Please use this identifier to cite or link to this item: https://hdl.handle.net/10356/42745
Title: Involvement of chemokine receptors and adhesion molecules in the regulation of Experimental Cerebral Malaria.
Authors: Gun, Sin Yee.
Keywords: DRNTU::Science::Biological sciences::Microbiology
Issue Date: 2010
Abstract: Leukocytes in particular CD8+ T cells migration to the brain and parasite sequestration are involved in experimental cerebral malaria (ECM). We hypothesized that ECM is initiated by parasite sequestration in the brain, by adhering to endothelium and/or monocytes or macrophages. Firstly, we assessed the role of two chemokine receptors CCR2 and CCR5, in leukocyte trafficking to the brain and other organs in ECM and sequestration of infected red blood cells (iRBC).

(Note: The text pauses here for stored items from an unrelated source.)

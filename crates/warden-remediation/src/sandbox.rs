//! In-memory remediation API.
//!
//! Models just enough of a guild (roles with a position hierarchy, members,
//! channels, messages) to drive the executor and the reconciler without a
//! live platform. Every call is logged, and failures can be queued per
//! operation.

use async_trait::async_trait;
use dashmap::DashMap;
use std::collections::{BTreeMap, BTreeSet, HashMap, HashSet, VecDeque};
use std::sync::atomic::{AtomicU64, Ordering};
use std::sync::{Arc, Mutex, MutexGuard};
use std::time::Duration;
use warden_types::{ChannelId, GuildId, MessageId, RoleId, UserId};

use crate::api::{
    ChannelInfo, ChannelKind, MessageInfo, NewRole, PermissionOverwrite, Permissions, Presence,
    RemediationApi, RoleInfo,
};
use crate::error::{RemediationError, RemediationResult};

/// One logged call.
#[derive(Debug, Clone, PartialEq, Eq)]
pub struct SandboxCall {
    pub op: &'static str,
    pub guild_id: Option<GuildId>,
    pub detail: String,
}

#[derive(Debug, Default)]
struct GuildModel {
    owner: UserId,
    roles: BTreeMap<RoleId, RoleInfo>,
    members: HashMap<UserId, BTreeSet<RoleId>>,
    channels: BTreeMap<ChannelId, ChannelInfo>,
    overwrites: HashMap<ChannelId, Vec<PermissionOverwrite>>,
    messages: HashMap<ChannelId, Vec<MessageInfo>>,
    timeouts: HashMap<UserId, Duration>,
    bans: HashSet<UserId>,
}

impl GuildModel {
    /// Roles other than `@everyone`, lowest first.
    fn ranked(&self, guild_id: GuildId) -> Vec<RoleId> {
        let mut ranked: Vec<&RoleInfo> = self
            .roles
            .values()
            .filter(|role| !role.is_everyone(guild_id))
            .collect();
        ranked.sort_by_key(|role| (role.position, role.id));
        ranked.into_iter().map(|role| role.id).collect()
    }

    /// Place `role_id` at `position` (1-based) and renumber the rest densely.
    fn place(&mut self, guild_id: GuildId, role_id: RoleId, position: i32) {
        let mut ranked = self.ranked(guild_id);
        ranked.retain(|id| *id != role_id);
        let index = (position.max(1) as usize - 1).min(ranked.len());
        ranked.insert(index, role_id);
        for (i, id) in ranked.into_iter().enumerate() {
            if let Some(role) = self.roles.get_mut(&id) {
                role.position = i as i32 + 1;
            }
        }
    }

    fn top_position_of(&self, user_id: UserId) -> i32 {
        self.members
            .get(&user_id)
            .into_iter()
            .flatten()
            .filter_map(|id| self.roles.get(id))
            .map(|role| role.position)
            .max()
            .unwrap_or(0)
    }
}
//! Dispatch engine
//!
//! Bridges the durable store and the in-memory timer registry. Every
//! schedule and reschedule writes the store first and arms second; every
//! firing re-reads the store before delivering, so a canceled or
//! superseded timer becomes a logged no-op instead of a duplicate
//! notification. A timer is only advisory; the store decides.

use std::sync::Arc;

use tracing::{debug, error, info, warn};

use crate::config::DispatchConfig;
use crate::domain::{Reminder, ReminderStatus, ReminderUpdate, ScheduleRequest};
use crate::engine::notifier::Notifier;
use crate::store::{ReminderStore, StoreError, StoreResponse};
use crate::timer::TimerRegistry;

/// Coordinates reminders between the store, the timer registry, and the
/// delivery channel
///
/// Cheap to clone; each armed timer carries a clone of the engine so the
/// expiry path can reach back into the store.
#[derive(Clone)]
pub struct DispatchEngine {
    store: ReminderStore,
    timers: Arc<TimerRegistry>,
    notifier: Arc<dyn Notifier>,
    config: DispatchConfig,
}

impl DispatchEngine {
    pub fn new(
        store: ReminderStore,
        timers: Arc<TimerRegistry>,
        notifier: Arc<dyn Notifier>,
        config: DispatchConfig,
    ) -> Self {
        Self {
            store,
            timers,
            notifier,
            config,
        }
    }

    /// Create a reminder and arm its timer
    pub async fn schedule(&self, request: ScheduleRequest) -> StoreResponse<Reminder> {
        debug!(
            task_id = request.task_id,
            notify_time = %request.notify_time,
            "schedule: called"
        );

        let reminder = self.store.create(request).await?;
        self.arm_from(&reminder).await;

        info!(
            task_id = reminder.task_id,
            version = reminder.version,
            notify_time = %reminder.notify_time,
            "Reminder scheduled"
        );
        Ok(reminder)
    }

    /// Update a scheduled reminder and re-arm its timer under the new
    /// version
    ///
    /// The store bumps the version before the old timer is replaced, so
    /// even a firing that sneaks in between the two steps fails its
    /// version check and delivers nothing.
    pub async fn reschedule(&self, task_id: i64, update: ReminderUpdate) -> StoreResponse<Reminder> {
        debug!(task_id, notify_time = %update.notify_time, "reschedule: called");

        let reminder = self.store.update(task_id, update).await?;
        self.arm_from(&reminder).await;

        info!(
            task_id = reminder.task_id,
            version = reminder.version,
            notify_time = %reminder.notify_time,
            "Reminder rescheduled"
        );
        Ok(reminder)
    }

    /// Cancel a scheduled reminder and disarm its timer
    ///
    /// Store first, timer second: if a firing races with the disarm it
    /// finds the record already canceled and discards itself.
    pub async fn cancel(&self, task_id: i64) -> StoreResponse<Reminder> {
        debug!(task_id, "cancel: called");

        let reminder = self.store.cancel(task_id).await?;
        self.timers.disarm(task_id).await;

        info!(task_id, "Reminder canceled");
        Ok(reminder)
    }

    /// Fetch a single reminder
    pub async fn get(&self, task_id: i64) -> StoreResponse<Reminder> {
        self.store.get(task_id).await
    }

    /// List scheduled reminders ordered by notify time
    pub async fn list_active(&self) -> StoreResponse<Vec<Reminder>> {
        self.store.list_active().await
    }

    /// Arm (or re-arm) the timer for a record, wiring expiry back into
    /// this engine
    pub(crate) async fn arm_from(&self, reminder: &Reminder) {
        let engine = self.clone();
        let task_id = reminder.task_id;
        let version = reminder.version;
        self.timers
            .arm(task_id, version, reminder.notify_time, async move {
                engine.on_expire(task_id, version).await;
            })
            .await;
    }

    /// Expiry path: deliver at most once for the (task_id, version) the
    /// timer was armed with
    ///
    /// Reads the record, drops all locks, delivers, and only then comes
    /// back to the store for the compare-and-set to Dispatched. Any
    /// mismatch along the way means this firing was superseded.
    pub async fn on_expire(&self, task_id: i64, version: i64) {
        debug!(task_id, version, "on_expire: called");

        let reminder = match self.store.get(task_id).await {
            Ok(reminder) => reminder,
            Err(StoreError::NotFound(_)) => {
                debug!(task_id, version, "on_expire: record gone, stale firing discarded");
                return;
            }
            Err(e) => {
                error!(task_id, version, error = %e, "on_expire: store read failed");
                return;
            }
        };

        if reminder.status != ReminderStatus::Scheduled || reminder.version != version {
            debug!(
                task_id,
                version,
                current_version = reminder.version,
                status = %reminder.status,
                "on_expire: stale firing discarded"
            );
            return;
        }

        self.deliver_with_retry(&reminder, version).await;
    }

    /// Deliver with bounded retries, then settle the record
    ///
    /// On success the firing is committed through mark_dispatched; a
    /// false return there means a reschedule or cancel won the race
    /// during delivery and the notification already went out under a
    /// version the store no longer honors. That is logged and accepted:
    /// the at-most-once guarantee is per version.
    async fn deliver_with_retry(&self, reminder: &Reminder, version: i64) {
        let task_id = reminder.task_id;
        let attempts = self.config.delivery_attempts.max(1);

        for attempt in 1..=attempts {
            match self.notifier.deliver(task_id, &reminder.title).await {
                Ok(()) => {
                    match self.store.mark_dispatched(task_id, version).await {
                        Ok(true) => {
                            info!(task_id, version, "Reminder dispatched");
                        }
                        Ok(false) => {
                            debug!(
                                task_id,
                                version, "on_expire: superseded during delivery, not marked"
                            );
                        }
                        Err(e) => {
                            error!(task_id, version, error = %e, "Failed to mark reminder dispatched");
                        }
                    }
                    return;
                }
                Err(e) if attempt < attempts => {
                    warn!(
                        task_id,
                        version,
                        attempt,
                        error = %e,
                        "Delivery failed, retrying after backoff"
                    );
                    tokio::time::sleep(self.config.retry_backoff()).await;

                    // A cancel or reschedule during the backoff makes this
                    // firing stale; stop retrying on its behalf.
                    match self.store.get(task_id).await {
                        Ok(current)
                            if current.status == ReminderStatus::Scheduled
                                && current.version == version => {}
                        _ => {
                            debug!(task_id, version, "Delivery retry superseded, giving up");
                            return;
                        }
                    }
                }
                Err(e) => {
                    error!(
                        task_id,
                        version,
                        attempts,
                        error = %e,
                        "Delivery failed after all attempts, reminder left scheduled"
                    );
                }
            }
        }
    }
}
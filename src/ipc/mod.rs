//! Inter-process communication between the CLI and the daemon
//!
//! Newline-delimited JSON over a Unix domain socket. The CLI connects,
//! sends one request line, reads one response line, and disconnects.

use std::path::PathBuf;

pub mod client;
pub mod listener;
pub mod messages;

pub use client::DaemonClient;
pub use listener::{
    cleanup_socket, create_listener, create_listener_at, dispatch_message, read_message, send_response,
};
pub use messages::{DaemonMessage, DaemonResponse};

/// Socket location for daemon IPC
///
/// Prefers the user runtime directory and falls back to the same base
/// directories the other daemon state files use.
pub fn get_socket_path() -> PathBuf {
    let base = dirs::runtime_dir()
        .or_else(dirs::data_local_dir)
        .unwrap_or_else(|| PathBuf::from("/tmp"));
    base.join("remindd").join("daemon.sock")
}

#[cfg(test)]
mod tests {
    use super::*;

    #[test]
    fn test_socket_path_location() {
        let path = get_socket_path();
        assert!(path.is_absolute());
        assert!(path.ends_with("remindd/daemon.sock"));
    }
}
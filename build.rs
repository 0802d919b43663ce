use std::process::Command;

fn main() {
    // Rebuild when HEAD moves so the version string stays current
    println!("cargo:rerun-if-changed=.git/HEAD");
    println!("cargo:rerun-if-changed=.git/refs");

    let describe = Command::new("git")
        .args(["describe", "--tags", "--always", "--dirty"])
        .output()
        .ok()
        .filter(|output| output.status.success())
        .and_then(|output| String::from_utf8(output.stdout).ok())
        .map(|version| version.trim().to_string())
        .filter(|version| !version.is_empty())
        .unwrap_or_else(|| std::env::var("CARGO_PKG_VERSION").unwrap_or_else(|_| "unknown".to_string()));

    println!("cargo:rustc-env=GIT_DESCRIBE={}", describe);
}
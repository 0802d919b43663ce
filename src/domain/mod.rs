//! Domain types for remindd
//!
//! Core domain types: Reminder plus its status/priority enums and the
//! request payloads the engine accepts.

mod priority;
mod reminder;

pub use priority::Priority;
pub use reminder::{Reminder, ReminderStatus, ReminderUpdate, ScheduleRequest};
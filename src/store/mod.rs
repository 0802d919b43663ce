//! Durable reminder state with actor pattern
//!
//! ReminderStore owns the SQLite database and processes messages via
//! channels, providing thread-safe access to persistent state.

mod db;
mod manager;
mod messages;

pub use db::ReminderDb;
pub use manager::ReminderStore;
pub use messages::{StoreCommand, StoreError, StoreResponse};
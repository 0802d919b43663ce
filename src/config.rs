//! remindd configuration types and loading

use eyre::{Context, Result};
use serde::{Deserialize, Serialize};
use std::fs;
use std::path::{Path, PathBuf};
use std::time::Duration;

/// Main remindd configuration
#[derive(Debug, Clone, Default, Serialize, Deserialize)]
#[serde(default)]
pub struct Config {
    /// Daemon file locations
    pub daemon: DaemonConfig,

    /// Reminder store settings
    pub store: StoreConfig,

    /// Delivery retry configuration
    pub dispatch: DispatchConfig,
}

impl Config {
    /// Check the loaded values are usable
    ///
    /// Runs once at daemon startup so bad values surface before anything binds.
    pub fn validate(&self) -> Result<()> {
        if self.dispatch.delivery_attempts == 0 {
            return Err(eyre::eyre!(
                "dispatch.delivery-attempts must be at least 1"
            ));
        }
        Ok(())
    }

    /// Resolve config from the first source that works
    pub fn load(config_path: Option<&PathBuf>) -> Result<Self> {
        // Explicit path: no fallback behind it
        if let Some(path) = config_path {
            return Self::load_from_file(path)
                .context(format!("Failed to load config from {}", path.display()));
        }

        // Project-local config: .remindd.yml
        let local_config = PathBuf::from(".remindd.yml");
        if local_config.exists() {
            match Self::load_from_file(&local_config) {
                Ok(config) => return Ok(config),
                Err(e) => {
                    tracing::warn!("Skipping unreadable config {}: {}", local_config.display(), e);
                }
            }
        }

        // User config: ~/.config/remindd/remindd.yml
        if let Some(config_dir) = dirs::config_dir() {
            let user_config = config_dir.join("remindd").join("remindd.yml");
            if user_config.exists() {
                match Self::load_from_file(&user_config) {
                    Ok(config) => return Ok(config),
                    Err(e) => {
                        tracing::warn!("Skipping unreadable config {}: {}", user_config.display(), e);
                    }
                }
            }
        }

        tracing::info!("No config file found; using built-in defaults");
        Ok(Self::default())
    }

    fn load_from_file<P: AsRef<Path>>(path: P) -> Result<Self> {
        let content = fs::read_to_string(&path).context("Could not read config file")?;
        let config: Self = serde_yaml::from_str(&content).context("Could not parse config file")?;

        tracing::info!("Config loaded from {}", path.as_ref().display());
        Ok(config)
    }
}

/// Daemon file locations
#[derive(Debug, Clone, Serialize, Deserialize)]
#[serde(default)]
pub struct DaemonConfig {
    /// Log file path
    #[serde(rename = "log-file")]
    pub log_file: PathBuf,

    /// PID file path
    #[serde(rename = "pid-file")]
    pub pid_file: PathBuf,

    /// Unix socket path for the control surface
    #[serde(rename = "socket-path")]
    pub socket_path: PathBuf,
}

impl Default for DaemonConfig {
    fn default() -> Self {
        let data_dir = data_dir();
        Self {
            log_file: data_dir.join("remindd.log"),
            pid_file: data_dir.join("remindd.pid"),
            socket_path: crate::ipc::get_socket_path(),
        }
    }
}

/// Reminder store settings
#[derive(Debug, Clone, Serialize, Deserialize)]
#[serde(default)]
pub struct StoreConfig {
    /// SQLite database path
    #[serde(rename = "db-path")]
    pub db_path: PathBuf,
}

impl Default for StoreConfig {
    fn default() -> Self {
        Self {
            db_path: data_dir().join("remindd.db"),
        }
    }
}

/// Delivery retry configuration
#[derive(Debug, Clone, Serialize, Deserialize)]
#[serde(default)]
pub struct DispatchConfig {
    /// Delivery attempts per firing before giving up
    #[serde(rename = "delivery-attempts")]
    pub delivery_attempts: u32,

    /// Fixed backoff between delivery attempts in seconds
    #[serde(rename = "retry-backoff-secs")]
    pub retry_backoff_secs: u64,
}

impl Default for DispatchConfig {
    fn default() -> Self {
        Self {
            delivery_attempts: 3,
            retry_backoff_secs: 30,
        }
    }
}

impl DispatchConfig {
    /// Get the retry backoff as a Duration
    pub fn retry_backoff(&self) -> Duration {
        Duration::from_secs(self.retry_backoff_secs)
    }
}

/// Data directory for daemon state (~/.local/share/remindd on Linux)
fn data_dir() -> PathBuf {
    dirs::data_dir()
        .map(|d| d.join("remindd"))
        .unwrap_or_else(|| PathBuf::from(".remindd"))
}
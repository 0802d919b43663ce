//! Startup recovery
//!
//! Re-arms timers for reminders that survived a restart and pushes the
//! ones whose notify time passed while the daemon was down through the
//! normal expiry path.

use chrono::Utc;
use tracing::{debug, info};

use super::DispatchEngine;

/// Recovery statistics
#[derive(Debug, Default)]
pub struct RecoveryStats {
    /// Number of scheduled reminders found in the store
    pub scanned: usize,
    /// Number of reminders re-armed for a future notify time
    pub rearmed: usize,
    /// Number of past-due reminders dispatched immediately
    pub fired_immediately: usize,
}

impl std::fmt::Display for RecoveryStats {
    fn fmt(&self, f: &mut std::fmt::Formatter<'_>) -> std::fmt::Result {
        write!(
            f,
            "scanned: {}, re-armed: {}, fired immediately: {}",
            self.scanned, self.rearmed, self.fired_immediately
        )
    }
}

/// Scan the store for scheduled reminders and bring the timer registry
/// back in line with it
///
/// Past-due reminders go through on_expire like any live firing, so the
/// version guard and retry policy apply to them unchanged. Run this
/// after the store is up and before the request surface starts
/// accepting, so nothing can reschedule underneath the scan.
pub async fn recover(engine: &DispatchEngine) -> eyre::Result<RecoveryStats> {
    info!("Starting reminder recovery");
    let mut stats = RecoveryStats::default();

    let active = engine
        .list_active()
        .await
        .map_err(|e| eyre::eyre!("Failed to list scheduled reminders: {}", e))?;
    stats.scanned = active.len();

    let now = Utc::now();
    for reminder in &active {
        if reminder.is_past_due(now) {
            debug!(
                task_id = reminder.task_id,
                version = reminder.version,
                notify_time = %reminder.notify_time,
                "Found past-due reminder, dispatching now"
            );
            let engine = engine.clone();
            let (task_id, version) = (reminder.task_id, reminder.version);
            tokio::spawn(async move {
                engine.on_expire(task_id, version).await;
            });
            stats.fired_immediately += 1;
        } else {
            debug!(
                task_id = reminder.task_id,
                version = reminder.version,
                notify_time = %reminder.notify_time,
                "Re-arming reminder"
            );
            engine.arm_from(reminder).await;
            stats.rearmed += 1;
        }
    }

    if stats.scanned > 0 {
        info!("Recovery complete: {}", stats);
    } else {
        debug!("Recovery found no scheduled reminders");
    }

    Ok(stats)
}

#[cfg(test)]
mod tests {
    use std::sync::Arc;
    use std::time::Duration;

    use chrono::Utc;

    use super::*;
    use crate::config::DispatchConfig;
    use crate::domain::{ReminderStatus, ScheduleRequest};
    use crate::engine::notifier::mock::MockNotifier;
    use crate::store::ReminderStore;
    use crate::timer::TimerRegistry;

    fn request(task_id: i64, in_ms: i64) -> ScheduleRequest {
        ScheduleRequest {
            task_id,
            title: format!("task {}", task_id),
            due_date: Utc::now().date_naive(),
            priority: Default::default(),
            notify_time: Utc::now() + chrono::Duration::milliseconds(in_ms),
        }
    }

    /// Store records created through the bare store handle have no armed
    /// timers, which is exactly the state a fresh process wakes up in.
    async fn seeded_engine(
        requests: Vec<ScheduleRequest>,
    ) -> (DispatchEngine, Arc<TimerRegistry>, Arc<MockNotifier>) {
        let store = ReminderStore::spawn_in_memory().unwrap();
        for request in requests {
            store.create(request).await.unwrap();
        }

        let timers = Arc::new(TimerRegistry::new());
        let notifier = Arc::new(MockNotifier::new());
        let engine = DispatchEngine::new(
            store,
            timers.clone(),
            notifier.clone(),
            DispatchConfig::default(),
        );
        (engine, timers, notifier)
    }

    #[tokio::test]
    async fn test_recovery_empty_store() {
        let (engine, timers, notifier) = seeded_engine(vec![]).await;

        let stats = recover(&engine).await.unwrap();

        assert_eq!(stats.scanned, 0);
        assert_eq!(stats.rearmed, 0);
        assert_eq!(stats.fired_immediately, 0);
        assert_eq!(timers.armed_count().await, 0);
        assert_eq!(notifier.call_count(), 0);
    }

    #[tokio::test]
    async fn test_recovery_rearms_future_reminder() {
        let (engine, timers, notifier) = seeded_engine(vec![request(1, 60_000)]).await;

        let stats = recover(&engine).await.unwrap();

        assert_eq!(stats.scanned, 1);
        assert_eq!(stats.rearmed, 1);
        assert_eq!(stats.fired_immediately, 0);
        assert!(timers.is_armed(1).await);
        assert_eq!(notifier.call_count(), 0);
    }

    #[tokio::test]
    async fn test_recovery_fires_past_due_once() {
        let (engine, timers, notifier) = seeded_engine(vec![request(1, 100)]).await;

        // Let the notify time pass before recovery runs, as if the
        // process had been down across it
        tokio::time::sleep(Duration::from_millis(300)).await;

        let stats = recover(&engine).await.unwrap();
        assert_eq!(stats.fired_immediately, 1);
        assert_eq!(timers.armed_count().await, 0);

        tokio::time::sleep(Duration::from_millis(300)).await;
        assert_eq!(notifier.deliveries().len(), 1);
        assert_eq!(engine.get(1).await.unwrap().status, ReminderStatus::Dispatched);

        // A second recovery pass finds nothing left to do
        let stats = recover(&engine).await.unwrap();
        assert_eq!(stats.scanned, 0);
        assert_eq!(notifier.deliveries().len(), 1);
    }

    #[tokio::test]
    async fn test_recovery_mixed_past_due_and_future() {
        let (engine, timers, notifier) =
            seeded_engine(vec![request(1, 100), request(2, 60_000)]).await;

        tokio::time::sleep(Duration::from_millis(300)).await;

        let stats = recover(&engine).await.unwrap();
        assert_eq!(stats.scanned, 2);
        assert_eq!(stats.rearmed, 1);
        assert_eq!(stats.fired_immediately, 1);
        assert!(timers.is_armed(2).await);

        tokio::time::sleep(Duration::from_millis(300)).await;
        assert_eq!(notifier.deliveries(), vec![(1, "task 1".to_string())]);
        assert_eq!(engine.get(2).await.unwrap().status, ReminderStatus::Scheduled);
    }
}
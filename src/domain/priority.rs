//! Priority labels for reminders

use serde::{Deserialize, Serialize};

/// Informational priority carried on a reminder; never a scheduling input
///
/// Ordering is escalation order: `Low < Medium < High`.
#[derive(Debug, Clone, Copy, PartialEq, Eq, PartialOrd, Ord, Serialize, Deserialize, Default)]
#[serde(rename_all = "lowercase")]
pub enum Priority {
    Low,
    #[default]
    Medium,
    High,
}

impl Priority {
    fn as_str(self) -> &'static str {
        match self {
            Self::Low => "low",
            Self::Medium => "medium",
            Self::High => "high",
        }
    }
}

impl std::fmt::Display for Priority {
    fn fmt(&self, f: &mut std::fmt::Formatter<'_>) -> std::fmt::Result {
        f.write_str(self.as_str())
    }
}

impl std::str::FromStr for Priority {
    type Err = String;

    fn from_str(s: &str) -> Result<Self, Self::Err> {
        match s.to_lowercase().as_str() {
            "low" => Ok(Self::Low),
            "medium" => Ok(Self::Medium),
            "high" => Ok(Self::High),
            _ => Err(format!(
                "Unknown priority {:?}, expected low, medium or high",
                s
            )),
        }
    }
}

#[cfg(test)]
mod tests {
    use super::*;

    #[test]
    fn test_escalation_ordering() {
        assert!(Priority::Low < Priority::Medium);
        assert!(Priority::Medium < Priority::High);
    }

    #[test]
    fn test_display_and_parse_agree() {
        for priority in [Priority::Low, Priority::Medium, Priority::High] {
            assert_eq!(priority.to_string().parse::<Priority>(), Ok(priority));
        }
    }

    #[test]
    fn test_parse_ignores_case_and_rejects_garbage() {
        assert_eq!("MEDIUM".parse::<Priority>(), Ok(Priority::Medium));
        assert!("urgent".parse::<Priority>().is_err());
    }

    #[test]
    fn test_serde_uses_lowercase_strings() {
        assert_eq!(serde_json::to_string(&Priority::High).unwrap(), "\"high\"");
        let parsed: Priority = serde_json::from_str("\"medium\"").unwrap();
        assert_eq!(parsed, Priority::Medium);
    }
}
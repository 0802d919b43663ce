//! SQLite persistence for reminder records
//!
//! One row per task_id; canceled rows are kept as tombstones that every
//! read path treats as removed. All access goes through the store actor,
//! which serializes mutations.

use std::path::Path;

use chrono::{DateTime, NaiveDate, Utc};
use rusqlite::{params, Connection, OptionalExtension, Row};
use tracing::debug;

use crate::domain::{Reminder, ReminderStatus, ReminderUpdate, ScheduleRequest};

use super::messages::StoreError;

/// SQLite-backed reminder store
pub struct ReminderDb {
    conn: Connection,
}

We infected CCR2-deficient mice (50% monocyte reduction) with PbAluc and treated with anti-M-CSF receptor mAb. CCR2-/- treated mice died of ECM with the same parasitemia and parasite biomass as non-treated mice. Next, we investigated the role of CCR5 in ECM. CCR5-deficient mice were as susceptible to ECM as WT mice with no difference in parasitemia and parasite accumulation. Lastly, we investigated the involvement of adhesion molecules (ICAM-1) in iRBC sequestration. Rag2-deficient and C57BL/6J mice treated with anti-ICAM-1 mAb showed an increase in parasitemia with no difference in bioluminescence imaging compared to non-treated mice. These results suggest that iRBC do not adhere to monocytes and/or macrophages; CCR5 is not involved in T cells recruitment; and ICAM-1 might not be the major determinant adhesion molecule during effector phase.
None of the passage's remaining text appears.